Task statement
In the records that follow, find each line containing "clone" and copy it.

Input for this task
Segment Open
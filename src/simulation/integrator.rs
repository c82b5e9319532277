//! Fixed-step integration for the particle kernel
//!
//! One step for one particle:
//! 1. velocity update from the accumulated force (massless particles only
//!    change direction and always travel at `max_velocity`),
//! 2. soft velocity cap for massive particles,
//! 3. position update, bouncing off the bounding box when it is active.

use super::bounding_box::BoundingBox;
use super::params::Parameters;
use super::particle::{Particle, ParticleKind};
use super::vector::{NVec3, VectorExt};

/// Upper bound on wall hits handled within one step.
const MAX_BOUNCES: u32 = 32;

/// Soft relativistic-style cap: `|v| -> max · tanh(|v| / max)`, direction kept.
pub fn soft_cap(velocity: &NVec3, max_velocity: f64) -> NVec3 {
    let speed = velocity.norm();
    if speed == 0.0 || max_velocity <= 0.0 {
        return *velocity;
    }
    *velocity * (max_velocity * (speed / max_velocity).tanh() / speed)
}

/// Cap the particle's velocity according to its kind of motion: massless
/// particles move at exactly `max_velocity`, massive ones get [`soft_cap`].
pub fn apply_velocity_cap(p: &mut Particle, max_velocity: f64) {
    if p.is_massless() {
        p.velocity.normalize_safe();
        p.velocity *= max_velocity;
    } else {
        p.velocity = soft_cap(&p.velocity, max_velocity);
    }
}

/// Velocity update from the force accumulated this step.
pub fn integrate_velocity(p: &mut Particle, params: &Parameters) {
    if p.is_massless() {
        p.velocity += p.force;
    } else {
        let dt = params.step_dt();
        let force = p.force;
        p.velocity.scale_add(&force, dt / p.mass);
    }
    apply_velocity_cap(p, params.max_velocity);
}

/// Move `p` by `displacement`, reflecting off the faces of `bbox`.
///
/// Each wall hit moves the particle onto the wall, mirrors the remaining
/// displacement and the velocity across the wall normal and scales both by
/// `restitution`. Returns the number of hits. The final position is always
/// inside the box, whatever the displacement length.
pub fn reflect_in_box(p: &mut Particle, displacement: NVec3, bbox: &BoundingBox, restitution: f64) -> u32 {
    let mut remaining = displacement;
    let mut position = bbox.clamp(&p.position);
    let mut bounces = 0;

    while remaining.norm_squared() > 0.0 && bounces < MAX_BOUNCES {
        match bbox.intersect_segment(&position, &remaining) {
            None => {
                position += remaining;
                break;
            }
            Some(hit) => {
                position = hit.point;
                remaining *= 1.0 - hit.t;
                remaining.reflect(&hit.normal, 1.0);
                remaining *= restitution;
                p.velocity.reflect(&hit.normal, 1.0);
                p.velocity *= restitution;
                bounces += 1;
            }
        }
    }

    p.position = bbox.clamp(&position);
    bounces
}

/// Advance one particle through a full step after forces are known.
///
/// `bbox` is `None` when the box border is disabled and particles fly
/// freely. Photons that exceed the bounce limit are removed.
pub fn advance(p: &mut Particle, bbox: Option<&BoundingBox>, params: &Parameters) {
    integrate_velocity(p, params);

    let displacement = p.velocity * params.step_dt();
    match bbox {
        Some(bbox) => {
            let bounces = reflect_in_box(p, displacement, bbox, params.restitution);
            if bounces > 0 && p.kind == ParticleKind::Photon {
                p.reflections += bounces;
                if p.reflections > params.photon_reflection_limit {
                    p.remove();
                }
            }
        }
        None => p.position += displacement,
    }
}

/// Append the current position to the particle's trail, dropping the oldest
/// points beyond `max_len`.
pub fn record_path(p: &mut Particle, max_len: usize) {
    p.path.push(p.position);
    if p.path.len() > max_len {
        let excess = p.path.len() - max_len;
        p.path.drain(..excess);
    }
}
Segment Closed
Segment Open
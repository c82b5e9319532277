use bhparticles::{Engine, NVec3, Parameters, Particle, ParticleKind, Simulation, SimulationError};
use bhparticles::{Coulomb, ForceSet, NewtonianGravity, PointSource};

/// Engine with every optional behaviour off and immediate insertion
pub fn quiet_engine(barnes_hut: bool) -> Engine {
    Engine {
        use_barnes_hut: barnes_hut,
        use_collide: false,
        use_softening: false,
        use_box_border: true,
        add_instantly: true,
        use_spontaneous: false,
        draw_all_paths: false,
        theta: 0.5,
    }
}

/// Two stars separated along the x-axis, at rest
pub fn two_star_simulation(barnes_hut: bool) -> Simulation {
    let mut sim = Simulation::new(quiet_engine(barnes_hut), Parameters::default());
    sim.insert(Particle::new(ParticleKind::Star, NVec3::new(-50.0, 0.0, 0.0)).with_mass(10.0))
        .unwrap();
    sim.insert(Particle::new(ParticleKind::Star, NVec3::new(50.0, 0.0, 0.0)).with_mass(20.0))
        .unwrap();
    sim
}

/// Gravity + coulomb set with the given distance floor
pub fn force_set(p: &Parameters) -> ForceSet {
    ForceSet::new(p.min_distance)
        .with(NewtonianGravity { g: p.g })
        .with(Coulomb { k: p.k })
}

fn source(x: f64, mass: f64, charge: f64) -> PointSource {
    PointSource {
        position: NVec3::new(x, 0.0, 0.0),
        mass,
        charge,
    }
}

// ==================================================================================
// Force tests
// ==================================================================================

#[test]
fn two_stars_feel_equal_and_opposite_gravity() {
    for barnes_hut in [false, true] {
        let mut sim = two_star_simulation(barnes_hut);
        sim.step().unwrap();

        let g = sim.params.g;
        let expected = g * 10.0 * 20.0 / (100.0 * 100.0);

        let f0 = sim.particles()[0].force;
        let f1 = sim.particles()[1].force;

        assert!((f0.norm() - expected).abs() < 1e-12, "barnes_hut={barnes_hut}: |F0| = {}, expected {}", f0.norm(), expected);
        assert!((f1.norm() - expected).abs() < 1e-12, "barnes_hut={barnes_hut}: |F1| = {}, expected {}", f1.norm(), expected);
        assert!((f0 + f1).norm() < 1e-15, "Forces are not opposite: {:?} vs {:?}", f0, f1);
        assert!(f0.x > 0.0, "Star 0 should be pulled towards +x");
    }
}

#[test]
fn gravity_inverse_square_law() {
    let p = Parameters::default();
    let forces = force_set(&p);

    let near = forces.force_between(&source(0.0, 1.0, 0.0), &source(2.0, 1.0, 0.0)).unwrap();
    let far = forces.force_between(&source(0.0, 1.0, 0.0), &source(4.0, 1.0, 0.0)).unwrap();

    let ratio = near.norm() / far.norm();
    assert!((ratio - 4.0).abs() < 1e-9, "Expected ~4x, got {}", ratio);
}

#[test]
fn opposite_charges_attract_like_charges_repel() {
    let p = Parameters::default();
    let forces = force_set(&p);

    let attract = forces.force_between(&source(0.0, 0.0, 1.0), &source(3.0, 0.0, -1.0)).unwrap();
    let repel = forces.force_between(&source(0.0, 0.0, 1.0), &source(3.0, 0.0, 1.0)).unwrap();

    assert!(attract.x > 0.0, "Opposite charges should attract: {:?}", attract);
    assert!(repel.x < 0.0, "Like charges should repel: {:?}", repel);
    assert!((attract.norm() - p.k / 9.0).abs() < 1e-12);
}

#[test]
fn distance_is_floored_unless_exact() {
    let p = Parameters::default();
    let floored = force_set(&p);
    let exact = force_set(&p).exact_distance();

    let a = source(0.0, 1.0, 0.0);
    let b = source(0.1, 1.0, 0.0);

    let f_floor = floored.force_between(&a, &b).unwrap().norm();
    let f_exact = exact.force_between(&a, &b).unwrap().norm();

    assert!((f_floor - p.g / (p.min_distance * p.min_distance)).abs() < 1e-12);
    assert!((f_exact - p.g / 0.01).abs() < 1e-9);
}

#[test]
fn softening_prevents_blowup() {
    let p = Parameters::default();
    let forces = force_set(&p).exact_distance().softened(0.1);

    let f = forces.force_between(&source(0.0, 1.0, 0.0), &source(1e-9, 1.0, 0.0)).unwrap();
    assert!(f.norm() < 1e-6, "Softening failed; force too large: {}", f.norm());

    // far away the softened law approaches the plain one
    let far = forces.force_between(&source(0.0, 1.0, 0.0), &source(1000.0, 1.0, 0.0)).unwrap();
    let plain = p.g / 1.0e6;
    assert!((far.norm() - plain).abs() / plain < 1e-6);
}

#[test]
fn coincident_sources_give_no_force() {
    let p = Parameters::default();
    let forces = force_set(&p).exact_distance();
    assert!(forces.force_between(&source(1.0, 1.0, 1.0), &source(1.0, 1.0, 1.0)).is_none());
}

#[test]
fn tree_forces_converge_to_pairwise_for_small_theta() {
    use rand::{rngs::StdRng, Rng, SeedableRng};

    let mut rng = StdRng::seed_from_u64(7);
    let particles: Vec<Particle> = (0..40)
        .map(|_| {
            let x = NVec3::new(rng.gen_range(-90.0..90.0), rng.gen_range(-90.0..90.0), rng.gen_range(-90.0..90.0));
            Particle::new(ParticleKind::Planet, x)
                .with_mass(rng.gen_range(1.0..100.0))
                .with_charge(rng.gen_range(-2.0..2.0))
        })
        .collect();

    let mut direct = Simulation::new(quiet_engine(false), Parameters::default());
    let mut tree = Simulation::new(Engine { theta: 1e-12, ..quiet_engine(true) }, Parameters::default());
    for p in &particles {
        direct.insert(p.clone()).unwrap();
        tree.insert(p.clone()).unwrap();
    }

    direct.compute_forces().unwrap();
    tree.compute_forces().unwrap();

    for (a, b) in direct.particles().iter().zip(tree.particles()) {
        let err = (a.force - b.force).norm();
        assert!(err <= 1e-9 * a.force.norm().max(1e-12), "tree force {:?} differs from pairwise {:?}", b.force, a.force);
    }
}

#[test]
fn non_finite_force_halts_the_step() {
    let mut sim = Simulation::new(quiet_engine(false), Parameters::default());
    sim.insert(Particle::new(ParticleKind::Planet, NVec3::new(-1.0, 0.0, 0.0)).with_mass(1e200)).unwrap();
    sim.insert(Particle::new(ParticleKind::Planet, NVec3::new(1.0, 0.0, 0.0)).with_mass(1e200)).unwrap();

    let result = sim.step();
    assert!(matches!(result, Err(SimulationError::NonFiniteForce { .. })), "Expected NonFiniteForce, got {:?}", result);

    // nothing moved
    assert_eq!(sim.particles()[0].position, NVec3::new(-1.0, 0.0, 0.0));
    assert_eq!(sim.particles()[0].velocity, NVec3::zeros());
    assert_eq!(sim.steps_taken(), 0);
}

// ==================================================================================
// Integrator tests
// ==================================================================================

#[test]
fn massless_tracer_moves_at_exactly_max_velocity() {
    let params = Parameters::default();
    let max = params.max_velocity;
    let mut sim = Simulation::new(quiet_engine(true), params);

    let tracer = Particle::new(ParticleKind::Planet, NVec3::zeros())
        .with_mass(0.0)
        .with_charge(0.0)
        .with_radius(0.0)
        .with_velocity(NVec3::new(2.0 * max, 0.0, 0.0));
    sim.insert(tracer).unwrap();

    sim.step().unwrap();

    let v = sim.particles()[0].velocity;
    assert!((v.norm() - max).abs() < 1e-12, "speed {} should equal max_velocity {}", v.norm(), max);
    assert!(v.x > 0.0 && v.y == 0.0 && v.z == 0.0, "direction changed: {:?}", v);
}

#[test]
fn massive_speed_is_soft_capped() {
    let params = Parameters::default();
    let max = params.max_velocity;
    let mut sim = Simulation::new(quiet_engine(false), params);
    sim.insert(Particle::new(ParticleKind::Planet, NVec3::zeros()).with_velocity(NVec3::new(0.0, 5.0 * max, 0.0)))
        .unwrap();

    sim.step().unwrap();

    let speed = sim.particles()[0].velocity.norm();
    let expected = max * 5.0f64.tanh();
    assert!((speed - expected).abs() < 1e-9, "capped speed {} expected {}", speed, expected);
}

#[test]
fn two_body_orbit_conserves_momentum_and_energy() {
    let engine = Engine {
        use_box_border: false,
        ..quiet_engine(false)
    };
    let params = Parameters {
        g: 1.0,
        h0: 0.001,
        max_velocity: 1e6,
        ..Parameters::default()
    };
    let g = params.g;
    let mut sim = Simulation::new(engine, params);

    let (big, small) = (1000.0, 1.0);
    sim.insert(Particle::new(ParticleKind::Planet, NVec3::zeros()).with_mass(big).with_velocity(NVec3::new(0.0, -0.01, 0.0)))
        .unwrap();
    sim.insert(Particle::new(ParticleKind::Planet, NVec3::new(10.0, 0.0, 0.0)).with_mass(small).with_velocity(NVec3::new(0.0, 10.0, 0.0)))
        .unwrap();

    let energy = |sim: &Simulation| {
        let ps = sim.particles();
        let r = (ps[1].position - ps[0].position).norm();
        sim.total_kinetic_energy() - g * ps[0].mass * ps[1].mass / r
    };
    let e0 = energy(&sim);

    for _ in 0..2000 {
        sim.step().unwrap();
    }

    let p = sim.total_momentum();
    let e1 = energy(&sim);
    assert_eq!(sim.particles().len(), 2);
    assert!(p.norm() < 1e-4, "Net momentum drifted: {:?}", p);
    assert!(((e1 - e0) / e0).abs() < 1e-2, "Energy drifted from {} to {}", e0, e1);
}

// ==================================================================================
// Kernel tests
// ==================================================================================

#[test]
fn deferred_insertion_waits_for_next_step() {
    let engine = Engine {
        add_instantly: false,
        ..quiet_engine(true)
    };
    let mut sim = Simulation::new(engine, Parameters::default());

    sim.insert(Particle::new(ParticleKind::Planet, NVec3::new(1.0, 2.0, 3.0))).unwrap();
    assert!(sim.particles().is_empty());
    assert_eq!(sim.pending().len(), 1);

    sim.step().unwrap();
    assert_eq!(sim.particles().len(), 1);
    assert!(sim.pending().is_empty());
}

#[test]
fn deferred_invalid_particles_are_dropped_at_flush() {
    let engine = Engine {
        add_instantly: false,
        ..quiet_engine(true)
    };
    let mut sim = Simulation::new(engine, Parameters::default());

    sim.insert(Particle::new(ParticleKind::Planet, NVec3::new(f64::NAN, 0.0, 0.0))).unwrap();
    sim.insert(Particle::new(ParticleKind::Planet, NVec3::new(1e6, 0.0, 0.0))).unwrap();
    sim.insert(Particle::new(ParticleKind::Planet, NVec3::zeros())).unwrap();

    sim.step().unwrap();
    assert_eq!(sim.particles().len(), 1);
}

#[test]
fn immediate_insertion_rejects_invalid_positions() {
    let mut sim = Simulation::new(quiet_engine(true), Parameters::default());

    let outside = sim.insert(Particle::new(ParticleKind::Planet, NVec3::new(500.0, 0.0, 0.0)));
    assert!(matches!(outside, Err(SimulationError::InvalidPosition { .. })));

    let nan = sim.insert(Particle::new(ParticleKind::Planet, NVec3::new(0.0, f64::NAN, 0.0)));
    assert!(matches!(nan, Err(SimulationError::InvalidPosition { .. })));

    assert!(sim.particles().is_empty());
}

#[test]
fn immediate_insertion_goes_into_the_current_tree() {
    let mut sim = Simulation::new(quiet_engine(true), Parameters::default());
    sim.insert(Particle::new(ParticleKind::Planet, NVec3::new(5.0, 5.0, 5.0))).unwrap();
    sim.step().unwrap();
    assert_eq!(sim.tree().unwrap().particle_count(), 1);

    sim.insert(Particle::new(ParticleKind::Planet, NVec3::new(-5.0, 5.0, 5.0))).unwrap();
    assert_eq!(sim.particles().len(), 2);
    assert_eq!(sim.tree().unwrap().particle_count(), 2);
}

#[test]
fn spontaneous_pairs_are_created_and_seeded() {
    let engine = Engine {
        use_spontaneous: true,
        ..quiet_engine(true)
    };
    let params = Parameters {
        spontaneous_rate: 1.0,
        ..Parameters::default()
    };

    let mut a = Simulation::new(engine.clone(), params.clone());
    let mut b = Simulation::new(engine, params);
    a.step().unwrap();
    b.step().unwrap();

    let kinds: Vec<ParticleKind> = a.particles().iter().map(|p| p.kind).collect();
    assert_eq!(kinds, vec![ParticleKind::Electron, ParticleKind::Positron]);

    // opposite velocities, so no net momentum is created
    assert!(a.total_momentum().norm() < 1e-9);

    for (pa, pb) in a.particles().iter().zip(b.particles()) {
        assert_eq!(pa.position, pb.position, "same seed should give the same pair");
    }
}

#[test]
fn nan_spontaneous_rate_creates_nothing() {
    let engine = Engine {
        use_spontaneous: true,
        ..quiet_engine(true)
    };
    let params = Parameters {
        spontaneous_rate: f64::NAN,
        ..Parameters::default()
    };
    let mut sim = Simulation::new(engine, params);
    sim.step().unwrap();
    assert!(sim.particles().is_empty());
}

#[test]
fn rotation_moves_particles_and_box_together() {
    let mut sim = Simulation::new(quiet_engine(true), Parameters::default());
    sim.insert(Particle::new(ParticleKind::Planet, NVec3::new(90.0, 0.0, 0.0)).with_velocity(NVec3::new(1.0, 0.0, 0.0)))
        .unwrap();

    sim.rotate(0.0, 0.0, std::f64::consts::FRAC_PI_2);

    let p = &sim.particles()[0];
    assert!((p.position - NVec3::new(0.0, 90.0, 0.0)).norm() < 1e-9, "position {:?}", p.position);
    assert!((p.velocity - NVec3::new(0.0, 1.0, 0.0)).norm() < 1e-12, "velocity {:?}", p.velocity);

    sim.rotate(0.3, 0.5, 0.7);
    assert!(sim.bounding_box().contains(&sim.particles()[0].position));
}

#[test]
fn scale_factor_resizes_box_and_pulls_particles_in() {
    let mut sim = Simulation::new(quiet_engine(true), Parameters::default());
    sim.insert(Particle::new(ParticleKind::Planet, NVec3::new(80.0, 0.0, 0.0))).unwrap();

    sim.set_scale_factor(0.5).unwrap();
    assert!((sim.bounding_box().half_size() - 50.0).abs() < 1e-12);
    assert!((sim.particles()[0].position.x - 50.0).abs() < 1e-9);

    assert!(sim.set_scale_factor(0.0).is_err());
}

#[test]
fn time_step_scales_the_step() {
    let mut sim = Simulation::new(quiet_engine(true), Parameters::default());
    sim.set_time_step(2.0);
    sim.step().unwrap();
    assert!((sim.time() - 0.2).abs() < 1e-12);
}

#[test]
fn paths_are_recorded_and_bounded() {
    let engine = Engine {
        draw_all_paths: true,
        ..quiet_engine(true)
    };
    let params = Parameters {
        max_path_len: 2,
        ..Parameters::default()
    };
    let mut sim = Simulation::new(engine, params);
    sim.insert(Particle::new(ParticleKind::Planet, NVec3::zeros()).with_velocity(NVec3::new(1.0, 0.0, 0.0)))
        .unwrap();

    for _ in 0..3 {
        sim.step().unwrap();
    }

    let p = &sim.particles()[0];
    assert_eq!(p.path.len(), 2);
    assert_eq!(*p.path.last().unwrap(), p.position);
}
Segment Closed
Task answer
        direct.insert(p.clone()).unwrap();
        tree.insert(p.clone()).unwrap();
    let mut a = Simulation::new(engine.clone(), params.clone());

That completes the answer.